Ciospa, cozza, scorfana, racchia, mostro, strega… la donna brutta ha più nomi di Dio, scrive Giulia Blasi nel suo libro “Brutta. Storia di un corpo come tanti” (Rizzoli, 2021) dove si parla solo del corpo più politico e militarizzato in quasi tutte le culture e religioni: il corpo femminile. Luogo su cui leggi, divieti, desideri, violenze e controlli, standard e pregiudizi, canoni e modelli, idealizzazioni e paure si sono succeduti ed alternati, a volte intrecciandosi, e rendendo l’ideale della bellezza femminile quanto di più incoerente e mutevole si possa immaginare. Un ideale che ha sempre avuto asticelle esasperate e irraggiungibili: troppo grassa, troppo magra, troppo piccola, troppo alta, fianchi troppo larghi o troppo stretti, seni inesistenti o floridissimi, volumi o corpi sottili quasi elfici…

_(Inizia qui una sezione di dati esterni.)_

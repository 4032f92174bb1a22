//! Databricks forms.

use toolwiz_core::Integration;

use super::{CUSTOM_BODY, CUSTOM_METHOD};
use crate::schema::{
    opt, ConnectionField as F, ConnectionTable, FieldSpec, OperationSpec, OperationTable, SectionSpec,
};

const SQL_QUERY: FieldSpec = FieldSpec::text_area("sqlQuery", "SQL Query")
    .required()
    .placeholder("SELECT * FROM catalog.schema.table WHERE condition = 'value'");

const CATALOG: FieldSpec = FieldSpec::text("catalog", "Catalog").placeholder("main");
const SCHEMA: FieldSpec = FieldSpec::text("schema", "Schema").placeholder("default");

const NOTEBOOK_PATH: FieldSpec = FieldSpec::text("notebookPath", "Notebook Path")
    .required()
    .placeholder("/Users/username/notebook_name or /Shared/notebook_name");

const TABLE_NAME: FieldSpec = FieldSpec::text("tableName", "Table Name")
    .required()
    .placeholder("table_name");

const QUERY: FieldSpec = FieldSpec::text_area("query", "Query (WHERE clause or full query)")
    .placeholder("WHERE column = 'value' OR SELECT * FROM table WHERE...");

const TABLE_DEFINITION: FieldSpec = FieldSpec::json("tableDefinition", "Table Definition (JSON)")
    .required()
    .placeholder(r#"{"columns": [{"name": "id", "type": "bigint"}, {"name": "name", "type": "string"}]}"#)
    .help("JSON object defining table columns and their types.");

const JOB_ID: FieldSpec = FieldSpec::text("jobId", "Job ID")
    .required()
    .placeholder("123456789012345");

const PARAMETERS: FieldSpec = FieldSpec::json("parameters", "Parameters (JSON)")
    .placeholder(r#"{"param1": "value1", "param2": "value2"}"#);

const CUSTOM_ENDPOINT: FieldSpec = FieldSpec::text("customEndpoint", "Custom Endpoint")
    .required()
    .placeholder("/api/2.0/...");

/// Canvas-node operations.
pub static DATABRICKS_OPERATIONS: OperationTable = OperationTable {
    integration: Integration::Databricks,
    title: "Databricks Operation",
    operations: &[
        OperationSpec {
            value: "execute_sql",
            label: "Execute SQL Query",
            fields: &[SQL_QUERY, CATALOG, SCHEMA],
        },
        OperationSpec {
            value: "run_notebook",
            label: "Run Notebook",
            fields: &[NOTEBOOK_PATH, PARAMETERS],
        },
        OperationSpec {
            value: "query_table",
            label: "Query Table",
            fields: &[TABLE_NAME, CATALOG.required(), SCHEMA.required(), QUERY],
        },
        OperationSpec {
            value: "create_table",
            label: "Create Table",
            fields: &[TABLE_NAME, CATALOG.required(), SCHEMA.required(), TABLE_DEFINITION],
        },
        OperationSpec {
            value: "run_job",
            label: "Run Databricks Job",
            fields: &[JOB_ID, PARAMETERS],
        },
        OperationSpec {
            value: "custom",
            label: "Custom Operation",
            fields: &[CUSTOM_ENDPOINT, CUSTOM_METHOD, CUSTOM_BODY],
        },
    ],
};

/// Tool-level connection settings.
pub static DATABRICKS_CONNECTION: ConnectionTable = ConnectionTable {
    integration: Integration::Databricks,
    title: "Databricks Configuration",
    banner: "Databricks Integration",
    sections: &[
        SectionSpec {
            title: "Connection Settings",
            fields: &[
                F::always(
                    FieldSpec::url("workspace_url", "Workspace URL")
                        .required()
                        .placeholder("https://your-workspace.cloud.databricks.com"),
                ),
                F::always(FieldSpec::text("cluster_id", "Cluster ID").placeholder("1234-567890-abc123")),
                F::always(
                    FieldSpec::text("sql_warehouse_id", "SQL Warehouse ID")
                        .placeholder("Optional: SQL Warehouse ID"),
                ),
            ],
        },
        SectionSpec {
            title: "Authentication",
            fields: &[
                F::always(FieldSpec::select(
                    "auth_type",
                    "Auth Type",
                    &[
                        opt("token", "Personal Access Token"),
                        opt("oauth", "OAuth 2.0"),
                        opt("azure_client_secret", "Azure Client Secret"),
                        opt("aws_iam", "AWS IAM"),
                    ],
                    "token",
                )),
                F::when(
                    FieldSpec::password("access_token", "Personal Access Token")
                        .required()
                        .placeholder("dapi..."),
                    "auth_type",
                    &["token"],
                ),
                F::when(
                    FieldSpec::text("client_id", "Client ID").placeholder("OAuth Client ID"),
                    "auth_type",
                    &["oauth"],
                ),
                F::when(
                    FieldSpec::password("client_secret", "Client Secret").placeholder("OAuth Client Secret"),
                    "auth_type",
                    &["oauth"],
                ),
                F::when(
                    FieldSpec::text("azure_client_id", "Azure Client ID").placeholder("Azure Client ID"),
                    "auth_type",
                    &["azure_client_secret"],
                ),
                F::when(
                    FieldSpec::password("azure_client_secret", "Azure Client Secret")
                        .placeholder("Azure Client Secret"),
                    "auth_type",
                    &["azure_client_secret"],
                ),
                F::when(
                    FieldSpec::text("azure_tenant_id", "Azure Tenant ID").placeholder("Azure Tenant ID"),
                    "auth_type",
                    &["azure_client_secret"],
                ),
            ],
        },
        SectionSpec {
            title: "API Settings",
            fields: &[
                F::always(FieldSpec::select(
                    "api_version",
                    "API Version",
                    &[opt("2.0", "2.0"), opt("2.1", "2.1")],
                    "2.0",
                )),
                F::always(FieldSpec::text("default_catalog", "Default Catalog").placeholder("main")),
                F::always(FieldSpec::text("default_schema", "Default Schema").placeholder("default")),
            ],
        },
    ],
};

Non sempre sono state le donne a disegnare lo skyline della perfezione ma, spesso, troppo spesso, sono state complici di questo processo faticosissimo di adeguamento al modello stereotipato più adeguato e riconoscibile.
E, se la bandiera del body positivity è poco convincente, dall’altra parte l’accusa di cadere nell’ipocrisia è altrettanto facile.
Forse è utile fare lo sforzo di uscire dalla dicotomia, abbandonando parole come accettazione o diversità per guardarne un’altra: varietà. Se il femminismo ha sputato su Hegel, non possiamo noi oggi sputare sui canoni estetici?
Una parte di noi vorrà sempre essere vista, apprezzata, amata e desiderata da tutti perché ci specchiamo tutte (tutti) nello sguardo dell’altro. Aggrappandoci al positivity della nostra specialità, accarezzando con ironia le nostre imperfette sfumature e investendo, speranzose… sulla genetica.